» **Task inputs**
-*-
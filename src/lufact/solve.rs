#![allow(non_snake_case)]
use super::{FactorFormatError, LuFactors};
use crate::algebra::*;
use thiserror::Error;

/// Error codes returnable from the LU solve routines

#[derive(Error, Debug, PartialEq, Eq)]
pub enum LuSolveError {
    #[error("Zero or missing pivot in column {column} of U")]
    SingularFactor { column: usize },
    #[error("Vector dimension is incompatible with the factorization")]
    IncompatibleDimension,
    #[error("Badly formatted factors: {0}")]
    BadFormat(#[from] FactorFormatError),
}

/// Solves `Ax = b` given the factorization $PAQ = LU$.
///
/// On entry `x` holds `b`; on exit it holds the solution.  A scratch
/// vector of length `n` is allocated for the intermediate solution.
///
/// On error the contents of `x` are unspecified.

pub fn lusolve<T: FloatT>(F: &LuFactors<T>, x: &mut [T]) -> Result<(), LuSolveError> {
    let mut rwork = vec![T::zero(); F.n];
    lusolve_with_work(F, x, &mut rwork)
}

// driver body, with caller supplied scratch space
pub(crate) fn lusolve_with_work<T: FloatT>(
    F: &LuFactors<T>,
    x: &mut [T],
    rwork: &mut [T],
) -> Result<(), LuSolveError> {
    lsolve(F, x, rwork)?;
    usolve(F, rwork, x)
}

/// Forward substitution with the row permuted unit lower factor.
///
/// Computes `y = L \ (P b)`.  `b` is in the caller's natural row
/// ordering, `y` is in pivot ordering.

pub fn lsolve<T: FloatT>(F: &LuFactors<T>, b: &[T], y: &mut [T]) -> Result<(), LuSolveError> {
    check_dims(F, b.len(), y.len())?;

    // y = P*b
    for (&bi, &pi) in b.iter().zip(&F.rperm) {
        y[pi] = bi;
    }

    for j in 0..F.n {
        let yj = y[j];
        if yj == T::zero() {
            continue;
        }
        let (f, l) = (F.lcolst[j], F.ucolst[j + 1]);
        for (&i, &lij) in F.lurow[f..l].iter().zip(&F.lu[f..l]) {
            y[i] -= lij * yj;
        }
    }
    Ok(())
}

/// Backward substitution with the upper factor and column permutation.
///
/// Computes `x = Q * (U \ y)`.  `y` is in pivot ordering and is used as
/// workspace, so its contents are destroyed.  `x` is in the caller's
/// natural column ordering.

pub fn usolve<T: FloatT>(F: &LuFactors<T>, y: &mut [T], x: &mut [T]) -> Result<(), LuSolveError> {
    check_dims(F, x.len(), y.len())?;

    for j in (0..F.n).rev() {
        let (f, l) = (F.ucolst[j], F.lcolst[j]);

        // the pivot is the last entry of the U part of this column
        if l <= f || F.lurow[l - 1] != j || F.lu[l - 1] == T::zero() {
            return Err(LuSolveError::SingularFactor { column: j });
        }
        let zj = y[j] / F.lu[l - 1];

        if zj != T::zero() {
            for (&i, &uij) in F.lurow[f..l - 1].iter().zip(&F.lu[f..l - 1]) {
                y[i] -= uij * zj;
            }
        }
        x[F.cperm[j]] = zj;
    }
    Ok(())
}

fn check_dims<T>(F: &LuFactors<T>, nx: usize, ny: usize) -> Result<(), LuSolveError> {
    if nx != F.n || ny != F.n {
        return Err(LuSolveError::IncompatibleDimension);
    }
    Ok(())
}
//! __lufact__ algebra module.
//!
//! All numeric kernels in the solver are generic over floats implementing
//! [`FloatT`](crate::algebra::FloatT).  This module also provides a
//! compressed sparse column matrix type for stating problems and checking
//! residuals, plus the handful of vector norms used by the solver.

mod csc;
mod error_types;
mod floats;
mod math_traits;
mod matrix_traits;
mod vecmath;

pub use csc::*;
pub use error_types::*;
pub use floats::*;
pub use math_traits::*;
pub use matrix_traits::*;
use crate::algebra::*;
use derive_builder::Builder;

#[cfg(feature = "serde")]
use serde::{de::DeserializeOwned, Deserialize, Serialize};

/// Settings for [`LuSolver`](crate::lufact::LuSolver)
///
/// __Example usage__ :
///
/// ```no_run
/// use lufact::lufact::LuSolverSettingsBuilder;
///
/// let settings = LuSolverSettingsBuilder::<f64>::default()
///     .verbose(true)
///     .residual_tol(1e-10)
///     .build()
///     .unwrap();
/// ```

#[derive(Builder, Debug, Clone)]
#[cfg_attr(feature = "serde", derive(Serialize, Deserialize))]
#[cfg_attr(feature = "serde", serde(bound = "T: Serialize + DeserializeOwned"))]
#[cfg_attr(feature = "serde", serde(default))]
pub struct LuSolverSettings<T: FloatT> {
    ///verbose printing
    #[builder(default = "false")]
    pub verbose: bool,

    ///validate the factor structure on construction
    #[builder(default = "true")]
    pub check_factors: bool,

    ///compute the residual of each solve against an attached matrix
    #[builder(default = "false")]
    pub residual_check: bool,

    ///residual level above which verbose output flags a solve
    #[builder(default = "(1e-8).as_T()")]
    pub residual_tol: T,
}

impl<T> Default for LuSolverSettings<T>
where
    T: FloatT,
{
    fn default() -> LuSolverSettings<T> {
        LuSolverSettingsBuilder::<T>::default().build().unwrap()
    }
}
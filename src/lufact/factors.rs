use crate::algebra::*;
use thiserror::Error;

#[cfg(feature = "serde")]
use serde::{de::DeserializeOwned, Deserialize, Serialize};

/// Error codes returnable from [`LuFactors::check_format`](LuFactors::check_format)

#[derive(Error, Debug, PartialEq, Eq)]
pub enum FactorFormatError {
    #[error("Factor dimension fields and/or array lengths are incompatible")]
    IncompatibleDimension,
    #[error("Bad column offset values")]
    BadColptr,
    #[error("Row index out of bounds or on the wrong side of the diagonal")]
    BadRowval,
    #[error("Column {column} of U does not end with its diagonal entry")]
    BadDiagonal { column: usize },
    #[error("Invalid permutation vector")]
    InvalidPermutation,
}

/// Sparse $PAQ = LU$ factorization in packed column storage.
///
/// The strictly lower part of the unit lower triangular factor `L` and the
/// upper triangular factor `U` share the value array `lu` and the row index
/// array `lurow`.  For column `j`:
///
/// * `U` occupies `ucolst[j]..lcolst[j]`, with the diagonal pivot `U[j,j]`
///   stored last.  All other entries have row index `< j`.
/// * `L` occupies `lcolst[j]..ucolst[j+1]`, with row indices `> j`.
///   The unit diagonal of `L` is implicit.
///
/// Row indices refer to the pivot ordering, i.e. to rows of `PA`.
/// Original row `i` of `A` is row `rperm[i]` of `PA`, and column `j` of
/// `AQ` is column `cperm[j]` of `A`.
///
/// __Example usage__ : the factors of
/// ```text
/// A = [2.  1.]
///     [4.  5.]
/// ```
/// with its rows exchanged by partial pivoting are
///
/// ```no_run
/// use lufact::lufact::LuFactors;
///
/// let F = LuFactors::new(
///     2,
///     vec![4.0, 0.5, 5.0, -1.5], // lu
///     vec![0, 1, 0, 1],          // lurow
///     vec![1, 4],                // lcolst
///     vec![0, 2, 4],             // ucolst
///     vec![1, 0],                // rperm
///     vec![0, 1],                // cperm
/// );
/// assert!(F.check_format().is_ok());
/// ```

#[derive(Debug, Clone, PartialEq)]
#[cfg_attr(feature = "serde", derive(Serialize, Deserialize))]
#[cfg_attr(feature = "serde", serde(bound = "T: Serialize + DeserializeOwned"))]
pub struct LuFactors<T = f64> {
    /// system dimension
    pub n: usize,
    /// packed values of L and U
    pub lu: Vec<T>,
    /// packed row indices of L and U
    pub lurow: Vec<usize>,
    /// start of the L part of each column
    pub lcolst: Vec<usize>,
    /// start of the U part of each column.  Length `n+1`.
    pub ucolst: Vec<usize>,
    /// row permutation
    pub rperm: Vec<usize>,
    /// column permutation
    pub cperm: Vec<usize>,
}

impl<T> LuFactors<T>
where
    T: FloatT,
{
    /// `LuFactors` constructor.
    ///
    /// # Panics
    /// Makes rudimentary dimensional compatibility checks and panics on
    /// failure.  This constructor does __not__ check offsets, row indices
    /// or permutations.  Use [`check_format`](LuFactors::check_format) for that.

    pub fn new(
        n: usize,
        lu: Vec<T>,
        lurow: Vec<usize>,
        lcolst: Vec<usize>,
        ucolst: Vec<usize>,
        rperm: Vec<usize>,
        cperm: Vec<usize>,
    ) -> Self {
        assert_eq!(lu.len(), lurow.len());
        assert_eq!(lcolst.len(), n);
        assert_eq!(ucolst.len(), n + 1);
        assert_eq!(rperm.len(), n);
        assert_eq!(cperm.len(), n);
        assert_eq!(ucolst[n], lu.len());
        Self {
            n,
            lu,
            lurow,
            lcolst,
            ucolst,
            rperm,
            cperm,
        }
    }

    /// Constructs factors from arrays in 1-based layout, where slot 0 of
    /// every array is reserved and unused.  All offsets, row indices and
    /// permutation entries are shifted down by one.
    ///
    /// `ucolst` may either carry the upper sentinel `ucolst[n+1]` or omit it,
    /// in which case it is taken to be the end of `lu`.
    ///
    /// # Panics
    /// Panics if the arrays are too short for dimension `n` or if any index
    /// is zero.

    pub fn from_one_based(
        n: usize,
        lu: &[T],
        lurow: &[usize],
        lcolst: &[usize],
        ucolst: &[usize],
        rperm: &[usize],
        cperm: &[usize],
    ) -> Self {
        assert_eq!(lu.len(), lurow.len());
        assert!(!lu.is_empty());
        assert!(lcolst.len() > n && rperm.len() > n && cperm.len() > n);
        assert!(ucolst.len() > n);

        let shift = |v: &[usize]| -> Vec<usize> {
            v.iter()
                .map(|&i| {
                    assert!(i > 0, "zero index in 1-based factor data");
                    i - 1
                })
                .collect()
        };

        let lu = lu[1..].to_vec();
        let lurow = shift(&lurow[1..]);
        let lcolst = shift(&lcolst[1..=n]);
        let mut ucolst = shift(&ucolst[1..=n]);
        ucolst.push(lu.len());

        let rperm = shift(&rperm[1..=n]);
        let cperm = shift(&cperm[1..=n]);

        Self::new(n, lu, lurow, lcolst, ucolst, rperm, cperm)
    }

    /// number of stored nonzeros in L and U together
    pub fn nnz(&self) -> usize {
        self.ucolst[self.n]
    }

    /// Check that factor data is correctly formatted.
    pub fn check_format(&self) -> Result<(), FactorFormatError> {
        let n = self.n;

        if self.lu.len() != self.lurow.len()
            || self.lcolst.len() != n
            || self.ucolst.len() != n + 1
            || self.ucolst[n] != self.lu.len()
            || self.rperm.len() != n
            || self.cperm.len() != n
        {
            return Err(FactorFormatError::IncompatibleDimension);
        }

        // offsets must interleave as ucolst[j] <= lcolst[j] <= ucolst[j+1]
        for j in 0..n {
            if self.ucolst[j] > self.lcolst[j] || self.lcolst[j] > self.ucolst[j + 1] {
                return Err(FactorFormatError::BadColptr);
            }
        }

        for j in 0..n {
            let urows = &self.lurow[self.ucolst[j]..self.lcolst[j]];
            let lrows = &self.lurow[self.lcolst[j]..self.ucolst[j + 1]];

            match urows.split_last() {
                Some((&diag, above)) if diag == j => {
                    if above.iter().any(|&i| i >= j) {
                        return Err(FactorFormatError::BadRowval);
                    }
                }
                _ => return Err(FactorFormatError::BadDiagonal { column: j }),
            }
            if lrows.iter().any(|&i| i <= j || i >= n) {
                return Err(FactorFormatError::BadRowval);
            }
        }

        check_permutation(&self.rperm)?;
        check_permutation(&self.cperm)?;

        Ok(())
    }

    /// Returns the unit lower triangular factor `L` in pivot ordering.
    pub fn lower(&self) -> CscMatrix<T> {
        let n = self.n;
        let mut colptr = Vec::with_capacity(n + 1);
        let mut rowval = Vec::new();
        let mut nzval = Vec::new();

        colptr.push(0);
        for j in 0..n {
            rowval.push(j);
            nzval.push(T::one());
            for p in self.lcolst[j]..self.ucolst[j + 1] {
                rowval.push(self.lurow[p]);
                nzval.push(self.lu[p]);
            }
            colptr.push(rowval.len());
        }
        CscMatrix::new(n, n, colptr, rowval, nzval)
    }

    /// Returns the upper triangular factor `U` in pivot ordering.
    pub fn upper(&self) -> CscMatrix<T> {
        let n = self.n;
        let mut colptr = Vec::with_capacity(n + 1);
        let mut rowval = Vec::new();
        let mut nzval = Vec::new();

        colptr.push(0);
        for j in 0..n {
            let rng = self.ucolst[j]..self.lcolst[j];
            rowval.extend_from_slice(&self.lurow[rng.clone()]);
            nzval.extend_from_slice(&self.lu[rng]);
            colptr.push(rowval.len());
        }
        CscMatrix::new(n, n, colptr, rowval, nzval)
    }
}

// a permutation must hit every index in 0..n exactly once
fn check_permutation(p: &[usize]) -> Result<(), FactorFormatError> {
    let mut seen = vec![false; p.len()];
    for &i in p {
        if i >= p.len() || seen[i] {
            return Err(FactorFormatError::InvalidPermutation);
        }
        seen[i] = true;
    }
    Ok(())
}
-*-
» **Exercise brief**
Write down only how many lines in the listing contain the word "FloatT".

» **Result of this task**
8